== Segment start ==
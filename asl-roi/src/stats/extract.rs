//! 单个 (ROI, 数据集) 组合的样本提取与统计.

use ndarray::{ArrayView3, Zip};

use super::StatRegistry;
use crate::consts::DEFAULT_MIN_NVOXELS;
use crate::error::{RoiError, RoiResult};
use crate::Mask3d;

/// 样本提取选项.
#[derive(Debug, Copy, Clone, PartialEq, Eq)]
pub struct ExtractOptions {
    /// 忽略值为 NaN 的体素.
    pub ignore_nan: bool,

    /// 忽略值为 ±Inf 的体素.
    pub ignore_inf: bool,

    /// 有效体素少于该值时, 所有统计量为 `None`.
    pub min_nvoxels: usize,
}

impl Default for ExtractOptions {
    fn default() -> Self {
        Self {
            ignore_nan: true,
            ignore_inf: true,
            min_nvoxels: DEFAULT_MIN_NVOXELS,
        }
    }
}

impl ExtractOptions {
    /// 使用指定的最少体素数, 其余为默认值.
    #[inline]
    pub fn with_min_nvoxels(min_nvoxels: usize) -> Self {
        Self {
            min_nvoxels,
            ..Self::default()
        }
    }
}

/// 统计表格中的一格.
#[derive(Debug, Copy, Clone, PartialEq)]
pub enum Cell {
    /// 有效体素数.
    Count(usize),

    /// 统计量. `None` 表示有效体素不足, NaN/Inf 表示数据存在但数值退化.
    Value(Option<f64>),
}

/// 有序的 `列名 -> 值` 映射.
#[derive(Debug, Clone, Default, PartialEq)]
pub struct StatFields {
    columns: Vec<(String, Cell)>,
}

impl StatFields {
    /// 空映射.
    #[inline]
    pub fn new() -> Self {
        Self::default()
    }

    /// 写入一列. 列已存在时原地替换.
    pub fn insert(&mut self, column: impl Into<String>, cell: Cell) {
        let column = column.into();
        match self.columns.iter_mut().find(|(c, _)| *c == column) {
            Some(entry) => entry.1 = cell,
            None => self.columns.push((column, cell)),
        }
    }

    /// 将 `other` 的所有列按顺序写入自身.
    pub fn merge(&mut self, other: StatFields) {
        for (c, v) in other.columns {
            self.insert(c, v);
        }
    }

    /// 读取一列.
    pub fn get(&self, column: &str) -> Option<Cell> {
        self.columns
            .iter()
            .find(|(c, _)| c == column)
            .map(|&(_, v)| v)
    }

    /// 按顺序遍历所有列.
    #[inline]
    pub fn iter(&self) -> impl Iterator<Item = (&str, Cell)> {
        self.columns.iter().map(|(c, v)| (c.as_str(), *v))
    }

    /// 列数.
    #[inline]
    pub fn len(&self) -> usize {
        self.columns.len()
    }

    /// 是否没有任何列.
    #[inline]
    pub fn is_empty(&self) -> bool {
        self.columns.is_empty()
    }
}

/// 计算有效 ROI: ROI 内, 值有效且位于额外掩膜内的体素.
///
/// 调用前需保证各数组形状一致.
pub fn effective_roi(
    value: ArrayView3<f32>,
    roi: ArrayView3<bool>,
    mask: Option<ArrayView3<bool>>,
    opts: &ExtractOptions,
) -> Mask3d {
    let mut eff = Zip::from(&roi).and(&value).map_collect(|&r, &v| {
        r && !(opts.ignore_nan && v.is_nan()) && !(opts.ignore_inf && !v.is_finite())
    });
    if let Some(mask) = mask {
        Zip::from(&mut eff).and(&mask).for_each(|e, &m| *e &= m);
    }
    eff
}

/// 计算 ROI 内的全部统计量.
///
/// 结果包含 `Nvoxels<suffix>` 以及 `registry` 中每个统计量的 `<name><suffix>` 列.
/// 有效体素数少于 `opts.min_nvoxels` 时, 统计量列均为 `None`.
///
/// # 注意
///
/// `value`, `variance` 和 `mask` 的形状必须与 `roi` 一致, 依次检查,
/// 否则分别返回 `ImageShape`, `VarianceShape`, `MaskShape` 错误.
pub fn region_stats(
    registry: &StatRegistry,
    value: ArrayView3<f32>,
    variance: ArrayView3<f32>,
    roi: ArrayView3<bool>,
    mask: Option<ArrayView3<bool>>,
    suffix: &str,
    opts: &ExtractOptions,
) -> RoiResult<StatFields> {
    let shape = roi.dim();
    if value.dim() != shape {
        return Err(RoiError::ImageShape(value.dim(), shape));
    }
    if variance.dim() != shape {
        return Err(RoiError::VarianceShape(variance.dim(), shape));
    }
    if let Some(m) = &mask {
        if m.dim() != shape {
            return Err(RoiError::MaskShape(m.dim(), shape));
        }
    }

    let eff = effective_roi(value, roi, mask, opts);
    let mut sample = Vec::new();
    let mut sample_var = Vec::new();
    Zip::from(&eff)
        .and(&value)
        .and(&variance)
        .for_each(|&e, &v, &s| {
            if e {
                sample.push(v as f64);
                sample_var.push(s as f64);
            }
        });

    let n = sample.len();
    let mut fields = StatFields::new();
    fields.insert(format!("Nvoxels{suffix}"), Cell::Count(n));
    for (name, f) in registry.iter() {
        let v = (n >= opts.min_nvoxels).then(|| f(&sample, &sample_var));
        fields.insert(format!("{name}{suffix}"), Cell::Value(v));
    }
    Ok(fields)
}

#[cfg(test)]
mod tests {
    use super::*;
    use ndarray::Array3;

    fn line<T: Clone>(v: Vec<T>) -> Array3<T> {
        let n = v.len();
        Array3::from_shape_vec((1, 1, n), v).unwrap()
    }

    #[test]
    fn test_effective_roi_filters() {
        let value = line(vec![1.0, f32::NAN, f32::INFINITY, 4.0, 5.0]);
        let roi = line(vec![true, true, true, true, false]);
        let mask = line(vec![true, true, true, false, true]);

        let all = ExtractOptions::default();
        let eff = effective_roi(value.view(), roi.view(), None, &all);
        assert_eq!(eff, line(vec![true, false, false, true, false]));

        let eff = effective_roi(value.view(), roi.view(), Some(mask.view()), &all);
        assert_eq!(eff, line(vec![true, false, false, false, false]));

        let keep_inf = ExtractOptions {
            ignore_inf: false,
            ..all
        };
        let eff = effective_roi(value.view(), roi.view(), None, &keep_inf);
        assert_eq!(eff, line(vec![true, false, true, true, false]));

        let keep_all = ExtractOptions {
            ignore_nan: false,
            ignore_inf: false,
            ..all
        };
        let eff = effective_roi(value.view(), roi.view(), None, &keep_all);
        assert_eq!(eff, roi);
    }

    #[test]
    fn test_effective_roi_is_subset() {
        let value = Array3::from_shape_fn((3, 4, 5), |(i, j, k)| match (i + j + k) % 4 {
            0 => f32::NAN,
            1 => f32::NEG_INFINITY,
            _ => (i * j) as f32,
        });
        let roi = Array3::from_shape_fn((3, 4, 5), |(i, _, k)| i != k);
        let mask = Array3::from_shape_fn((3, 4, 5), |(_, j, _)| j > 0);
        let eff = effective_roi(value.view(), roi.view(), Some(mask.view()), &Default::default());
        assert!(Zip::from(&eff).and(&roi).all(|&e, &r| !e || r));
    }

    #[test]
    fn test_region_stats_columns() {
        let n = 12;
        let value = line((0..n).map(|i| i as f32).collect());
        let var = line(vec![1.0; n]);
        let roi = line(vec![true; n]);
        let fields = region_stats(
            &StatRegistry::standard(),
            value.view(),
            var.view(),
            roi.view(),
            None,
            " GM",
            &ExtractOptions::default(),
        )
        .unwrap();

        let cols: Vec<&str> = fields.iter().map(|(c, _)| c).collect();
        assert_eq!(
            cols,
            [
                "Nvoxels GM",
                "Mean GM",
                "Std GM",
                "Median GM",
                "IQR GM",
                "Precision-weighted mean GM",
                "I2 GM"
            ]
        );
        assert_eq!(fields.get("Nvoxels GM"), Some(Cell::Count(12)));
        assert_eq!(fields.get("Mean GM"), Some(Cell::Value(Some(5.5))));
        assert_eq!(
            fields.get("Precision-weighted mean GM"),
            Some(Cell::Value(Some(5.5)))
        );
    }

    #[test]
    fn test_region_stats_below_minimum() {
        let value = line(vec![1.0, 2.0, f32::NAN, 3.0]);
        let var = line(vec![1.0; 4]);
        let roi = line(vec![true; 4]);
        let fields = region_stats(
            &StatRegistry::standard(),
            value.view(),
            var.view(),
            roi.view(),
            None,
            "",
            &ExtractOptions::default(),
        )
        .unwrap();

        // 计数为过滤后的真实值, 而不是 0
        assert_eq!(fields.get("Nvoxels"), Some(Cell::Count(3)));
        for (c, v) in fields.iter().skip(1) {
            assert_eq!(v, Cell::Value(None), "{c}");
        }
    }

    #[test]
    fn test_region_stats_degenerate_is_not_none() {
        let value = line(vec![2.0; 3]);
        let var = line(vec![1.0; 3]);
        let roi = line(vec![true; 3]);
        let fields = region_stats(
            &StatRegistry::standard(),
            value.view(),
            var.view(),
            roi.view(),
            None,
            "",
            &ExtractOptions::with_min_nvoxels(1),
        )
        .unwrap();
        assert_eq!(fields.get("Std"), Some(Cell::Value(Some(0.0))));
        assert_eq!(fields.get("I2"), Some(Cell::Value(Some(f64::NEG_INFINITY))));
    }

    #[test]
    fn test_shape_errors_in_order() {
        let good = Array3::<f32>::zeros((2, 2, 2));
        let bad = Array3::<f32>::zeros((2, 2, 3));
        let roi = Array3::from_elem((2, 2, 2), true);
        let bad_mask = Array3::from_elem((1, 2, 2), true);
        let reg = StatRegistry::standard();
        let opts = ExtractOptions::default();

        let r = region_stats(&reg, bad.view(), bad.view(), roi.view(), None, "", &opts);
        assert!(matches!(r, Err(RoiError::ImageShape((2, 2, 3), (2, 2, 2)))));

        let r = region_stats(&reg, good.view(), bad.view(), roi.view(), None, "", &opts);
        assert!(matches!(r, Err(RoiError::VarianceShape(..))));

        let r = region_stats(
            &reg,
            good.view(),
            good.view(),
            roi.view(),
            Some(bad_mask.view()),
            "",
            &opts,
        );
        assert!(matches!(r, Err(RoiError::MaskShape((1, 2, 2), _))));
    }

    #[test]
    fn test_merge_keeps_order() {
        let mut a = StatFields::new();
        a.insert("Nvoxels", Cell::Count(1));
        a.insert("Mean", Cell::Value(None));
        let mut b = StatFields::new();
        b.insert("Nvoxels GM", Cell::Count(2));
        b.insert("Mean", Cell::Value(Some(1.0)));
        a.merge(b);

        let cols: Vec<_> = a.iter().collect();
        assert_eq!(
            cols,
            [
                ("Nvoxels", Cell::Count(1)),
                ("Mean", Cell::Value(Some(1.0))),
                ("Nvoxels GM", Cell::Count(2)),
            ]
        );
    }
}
== Segment end ==
Which lines above carry the string "impl"? Copy those lines.

impl Default for ExtractOptions {
impl ExtractOptions {
impl StatFields {
    pub fn insert(&mut self, column: impl Into<String>, cell: Cell) {
    pub fn iter(&self) -> impl Iterator<Item = (&str, Cell)> {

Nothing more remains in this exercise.